REQUIRED ACTION: Transcribe word for word the lines below from the line with "filename crates/assessment-core/src/templates.rs" through the line with "pub fn fallback_sources()", ends included.

═══ WORKING DATA

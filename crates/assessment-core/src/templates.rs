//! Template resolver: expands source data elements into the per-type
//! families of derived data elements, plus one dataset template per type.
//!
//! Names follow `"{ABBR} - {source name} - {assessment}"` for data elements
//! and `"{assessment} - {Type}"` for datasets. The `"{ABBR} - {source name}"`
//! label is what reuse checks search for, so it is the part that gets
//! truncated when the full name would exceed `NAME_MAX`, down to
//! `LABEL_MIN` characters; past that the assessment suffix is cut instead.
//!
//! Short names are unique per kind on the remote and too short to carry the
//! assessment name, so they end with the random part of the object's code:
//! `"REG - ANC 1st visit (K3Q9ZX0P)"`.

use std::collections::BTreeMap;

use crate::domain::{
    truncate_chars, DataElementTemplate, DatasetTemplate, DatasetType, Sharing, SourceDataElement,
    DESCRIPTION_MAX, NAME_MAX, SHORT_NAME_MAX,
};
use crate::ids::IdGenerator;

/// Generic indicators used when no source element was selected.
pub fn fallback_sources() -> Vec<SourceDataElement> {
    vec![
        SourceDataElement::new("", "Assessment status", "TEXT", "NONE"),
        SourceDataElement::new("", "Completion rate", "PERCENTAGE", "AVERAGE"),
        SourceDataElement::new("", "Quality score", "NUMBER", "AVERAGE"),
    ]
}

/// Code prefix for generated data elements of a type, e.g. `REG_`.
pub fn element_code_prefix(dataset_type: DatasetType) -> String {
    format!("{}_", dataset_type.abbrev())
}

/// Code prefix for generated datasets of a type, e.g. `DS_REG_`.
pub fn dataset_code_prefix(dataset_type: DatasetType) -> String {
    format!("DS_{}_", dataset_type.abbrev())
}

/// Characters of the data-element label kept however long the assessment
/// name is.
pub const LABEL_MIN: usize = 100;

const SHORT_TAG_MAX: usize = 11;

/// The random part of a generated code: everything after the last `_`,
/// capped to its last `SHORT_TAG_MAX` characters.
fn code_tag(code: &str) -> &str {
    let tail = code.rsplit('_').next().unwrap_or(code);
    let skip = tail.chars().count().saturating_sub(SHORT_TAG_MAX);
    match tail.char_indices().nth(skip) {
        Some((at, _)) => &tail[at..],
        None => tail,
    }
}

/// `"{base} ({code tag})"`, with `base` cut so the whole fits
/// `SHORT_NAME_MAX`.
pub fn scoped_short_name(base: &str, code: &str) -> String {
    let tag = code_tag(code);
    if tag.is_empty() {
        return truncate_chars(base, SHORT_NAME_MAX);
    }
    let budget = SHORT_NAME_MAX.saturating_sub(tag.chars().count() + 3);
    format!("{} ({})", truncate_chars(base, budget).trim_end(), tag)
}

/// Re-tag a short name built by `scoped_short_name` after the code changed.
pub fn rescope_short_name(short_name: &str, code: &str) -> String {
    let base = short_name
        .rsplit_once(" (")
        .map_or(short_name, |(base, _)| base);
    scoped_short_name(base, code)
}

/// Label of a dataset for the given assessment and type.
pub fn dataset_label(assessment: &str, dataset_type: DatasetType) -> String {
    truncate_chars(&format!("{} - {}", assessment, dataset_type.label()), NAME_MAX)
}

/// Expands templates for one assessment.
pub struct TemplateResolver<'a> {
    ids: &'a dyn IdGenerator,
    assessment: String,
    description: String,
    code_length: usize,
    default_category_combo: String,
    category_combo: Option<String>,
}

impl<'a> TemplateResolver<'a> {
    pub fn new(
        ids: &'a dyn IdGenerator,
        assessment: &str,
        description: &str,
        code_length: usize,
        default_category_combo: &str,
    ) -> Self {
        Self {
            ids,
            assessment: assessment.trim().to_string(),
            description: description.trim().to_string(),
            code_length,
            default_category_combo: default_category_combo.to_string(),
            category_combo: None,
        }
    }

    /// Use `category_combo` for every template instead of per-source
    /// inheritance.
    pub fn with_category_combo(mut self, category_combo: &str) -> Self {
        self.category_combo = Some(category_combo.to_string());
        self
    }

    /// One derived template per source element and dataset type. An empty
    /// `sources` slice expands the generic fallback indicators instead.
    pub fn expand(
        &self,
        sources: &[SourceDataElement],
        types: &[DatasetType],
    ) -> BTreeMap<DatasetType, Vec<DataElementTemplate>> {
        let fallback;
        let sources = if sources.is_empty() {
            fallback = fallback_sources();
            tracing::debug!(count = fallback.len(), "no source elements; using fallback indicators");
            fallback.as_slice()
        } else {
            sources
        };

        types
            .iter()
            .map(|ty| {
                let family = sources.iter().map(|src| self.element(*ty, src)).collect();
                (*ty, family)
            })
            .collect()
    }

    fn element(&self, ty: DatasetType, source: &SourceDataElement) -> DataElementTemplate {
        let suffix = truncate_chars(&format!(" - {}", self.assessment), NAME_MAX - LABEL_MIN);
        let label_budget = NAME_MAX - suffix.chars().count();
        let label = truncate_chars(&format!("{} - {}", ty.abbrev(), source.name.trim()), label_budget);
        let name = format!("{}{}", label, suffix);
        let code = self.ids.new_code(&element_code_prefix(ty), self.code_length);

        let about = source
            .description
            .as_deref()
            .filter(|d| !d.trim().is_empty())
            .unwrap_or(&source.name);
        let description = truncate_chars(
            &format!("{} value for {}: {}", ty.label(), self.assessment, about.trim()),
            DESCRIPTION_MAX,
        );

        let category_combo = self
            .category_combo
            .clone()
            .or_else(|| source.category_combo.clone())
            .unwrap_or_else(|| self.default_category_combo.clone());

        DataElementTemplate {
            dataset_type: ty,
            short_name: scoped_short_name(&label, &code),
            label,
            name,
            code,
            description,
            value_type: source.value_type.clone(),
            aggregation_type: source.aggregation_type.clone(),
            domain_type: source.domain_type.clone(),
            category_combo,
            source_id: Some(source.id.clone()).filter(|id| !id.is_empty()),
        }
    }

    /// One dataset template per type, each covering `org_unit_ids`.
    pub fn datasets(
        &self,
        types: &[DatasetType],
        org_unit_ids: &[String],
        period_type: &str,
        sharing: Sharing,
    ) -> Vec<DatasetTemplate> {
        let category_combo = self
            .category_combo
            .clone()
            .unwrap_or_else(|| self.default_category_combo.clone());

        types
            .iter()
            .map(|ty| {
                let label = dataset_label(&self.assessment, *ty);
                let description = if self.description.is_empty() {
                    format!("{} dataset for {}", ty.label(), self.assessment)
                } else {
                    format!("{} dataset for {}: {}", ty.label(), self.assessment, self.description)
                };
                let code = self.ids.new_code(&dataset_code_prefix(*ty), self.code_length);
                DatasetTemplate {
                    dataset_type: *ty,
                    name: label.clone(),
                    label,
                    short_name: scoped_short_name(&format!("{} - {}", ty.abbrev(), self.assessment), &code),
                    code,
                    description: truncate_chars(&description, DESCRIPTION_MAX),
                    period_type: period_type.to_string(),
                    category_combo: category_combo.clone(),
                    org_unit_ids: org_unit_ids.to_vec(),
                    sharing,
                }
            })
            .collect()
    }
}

══════
═══ WORKING DATA

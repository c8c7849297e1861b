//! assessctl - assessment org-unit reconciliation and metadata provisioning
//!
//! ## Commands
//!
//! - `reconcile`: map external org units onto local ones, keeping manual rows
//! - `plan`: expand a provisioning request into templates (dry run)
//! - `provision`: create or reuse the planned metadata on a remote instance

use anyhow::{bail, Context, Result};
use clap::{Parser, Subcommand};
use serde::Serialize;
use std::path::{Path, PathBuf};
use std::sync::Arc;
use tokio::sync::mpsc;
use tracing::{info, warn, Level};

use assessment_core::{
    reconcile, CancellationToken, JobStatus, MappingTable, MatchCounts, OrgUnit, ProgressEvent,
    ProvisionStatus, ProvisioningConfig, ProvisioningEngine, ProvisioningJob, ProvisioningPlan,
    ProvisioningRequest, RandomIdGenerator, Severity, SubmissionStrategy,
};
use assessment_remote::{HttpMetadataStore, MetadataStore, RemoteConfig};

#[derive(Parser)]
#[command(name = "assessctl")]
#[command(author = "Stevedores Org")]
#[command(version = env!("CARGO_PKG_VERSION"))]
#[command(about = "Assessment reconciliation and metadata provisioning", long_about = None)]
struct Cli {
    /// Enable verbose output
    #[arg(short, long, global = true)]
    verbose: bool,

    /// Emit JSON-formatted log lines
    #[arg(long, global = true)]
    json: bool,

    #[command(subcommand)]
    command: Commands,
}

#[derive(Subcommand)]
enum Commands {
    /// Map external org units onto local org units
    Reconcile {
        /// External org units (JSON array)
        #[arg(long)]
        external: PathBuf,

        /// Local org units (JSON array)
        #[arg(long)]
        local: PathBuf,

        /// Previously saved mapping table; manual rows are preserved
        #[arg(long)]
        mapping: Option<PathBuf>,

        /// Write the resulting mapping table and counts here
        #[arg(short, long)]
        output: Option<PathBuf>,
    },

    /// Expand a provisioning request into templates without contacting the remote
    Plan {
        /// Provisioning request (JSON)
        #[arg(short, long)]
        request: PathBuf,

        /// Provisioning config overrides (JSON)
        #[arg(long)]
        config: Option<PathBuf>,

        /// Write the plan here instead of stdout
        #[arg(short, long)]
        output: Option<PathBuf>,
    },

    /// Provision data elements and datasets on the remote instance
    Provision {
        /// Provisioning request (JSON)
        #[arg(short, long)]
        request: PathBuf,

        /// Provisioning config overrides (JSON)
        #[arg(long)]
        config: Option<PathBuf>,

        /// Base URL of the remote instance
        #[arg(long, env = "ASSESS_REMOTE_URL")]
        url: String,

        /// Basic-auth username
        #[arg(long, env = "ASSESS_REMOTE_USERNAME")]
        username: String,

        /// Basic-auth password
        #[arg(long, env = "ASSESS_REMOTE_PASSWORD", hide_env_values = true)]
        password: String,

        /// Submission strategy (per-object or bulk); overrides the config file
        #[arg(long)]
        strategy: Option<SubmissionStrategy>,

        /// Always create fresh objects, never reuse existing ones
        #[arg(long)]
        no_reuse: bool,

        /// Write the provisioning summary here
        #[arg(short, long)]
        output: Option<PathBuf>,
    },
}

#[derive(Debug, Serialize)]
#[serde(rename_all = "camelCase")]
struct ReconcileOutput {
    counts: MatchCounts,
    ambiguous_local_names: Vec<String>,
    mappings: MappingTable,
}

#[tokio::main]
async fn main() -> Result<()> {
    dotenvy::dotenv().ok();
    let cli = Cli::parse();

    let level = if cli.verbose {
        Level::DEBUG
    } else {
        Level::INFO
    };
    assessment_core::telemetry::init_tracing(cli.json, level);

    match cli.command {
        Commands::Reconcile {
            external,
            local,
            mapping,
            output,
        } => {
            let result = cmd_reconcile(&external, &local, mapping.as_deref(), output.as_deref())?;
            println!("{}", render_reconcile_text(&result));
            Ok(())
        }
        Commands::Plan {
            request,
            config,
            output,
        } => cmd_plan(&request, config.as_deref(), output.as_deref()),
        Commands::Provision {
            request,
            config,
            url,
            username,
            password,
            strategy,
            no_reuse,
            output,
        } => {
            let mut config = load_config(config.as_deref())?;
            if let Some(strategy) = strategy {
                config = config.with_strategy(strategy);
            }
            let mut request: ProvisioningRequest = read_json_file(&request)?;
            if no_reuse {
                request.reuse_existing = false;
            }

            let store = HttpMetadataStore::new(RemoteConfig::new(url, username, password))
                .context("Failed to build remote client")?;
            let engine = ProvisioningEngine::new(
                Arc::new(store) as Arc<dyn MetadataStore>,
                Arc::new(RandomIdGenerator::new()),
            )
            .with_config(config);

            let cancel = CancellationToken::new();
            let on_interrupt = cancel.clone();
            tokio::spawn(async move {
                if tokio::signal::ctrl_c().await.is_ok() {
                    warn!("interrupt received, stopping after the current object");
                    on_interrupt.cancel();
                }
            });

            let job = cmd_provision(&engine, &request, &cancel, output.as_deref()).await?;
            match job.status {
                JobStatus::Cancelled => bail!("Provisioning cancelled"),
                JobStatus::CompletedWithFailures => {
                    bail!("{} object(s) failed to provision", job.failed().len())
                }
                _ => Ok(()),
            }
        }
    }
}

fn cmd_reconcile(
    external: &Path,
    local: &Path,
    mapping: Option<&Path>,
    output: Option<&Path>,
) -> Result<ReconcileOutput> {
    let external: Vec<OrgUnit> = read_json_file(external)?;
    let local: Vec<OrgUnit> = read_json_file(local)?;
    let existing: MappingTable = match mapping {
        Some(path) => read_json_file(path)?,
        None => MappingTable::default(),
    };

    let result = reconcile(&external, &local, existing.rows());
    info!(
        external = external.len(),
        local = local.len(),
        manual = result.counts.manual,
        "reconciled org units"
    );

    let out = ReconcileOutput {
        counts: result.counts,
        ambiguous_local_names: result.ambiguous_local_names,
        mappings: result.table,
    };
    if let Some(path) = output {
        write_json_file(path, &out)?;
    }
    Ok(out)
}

══════

RESPONSE BELOW:
filename crates/assessment-core/src/templates.rs
//! Template resolver: expands source data elements into the per-type
//! families of derived data elements, plus one dataset template per type.
//!
//! Names follow `"{ABBR} - {source name} - {assessment}"` for data elements
//! and `"{assessment} - {Type}"` for datasets. The `"{ABBR} - {source name}"`
//! label is what reuse checks search for, so it is the part that gets
//! truncated when the full name would exceed `NAME_MAX`, down to
//! `LABEL_MIN` characters; past that the assessment suffix is cut instead.
//!
//! Short names are unique per kind on the remote and too short to carry the
//! assessment name, so they end with the random part of the object's code:
//! `"REG - ANC 1st visit (K3Q9ZX0P)"`.

use std::collections::BTreeMap;

use crate::domain::{
    truncate_chars, DataElementTemplate, DatasetTemplate, DatasetType, Sharing, SourceDataElement,
    DESCRIPTION_MAX, NAME_MAX, SHORT_NAME_MAX,
};
use crate::ids::IdGenerator;

/// Generic indicators used when no source element was selected.
pub fn fallback_sources() -> Vec<SourceDataElement> {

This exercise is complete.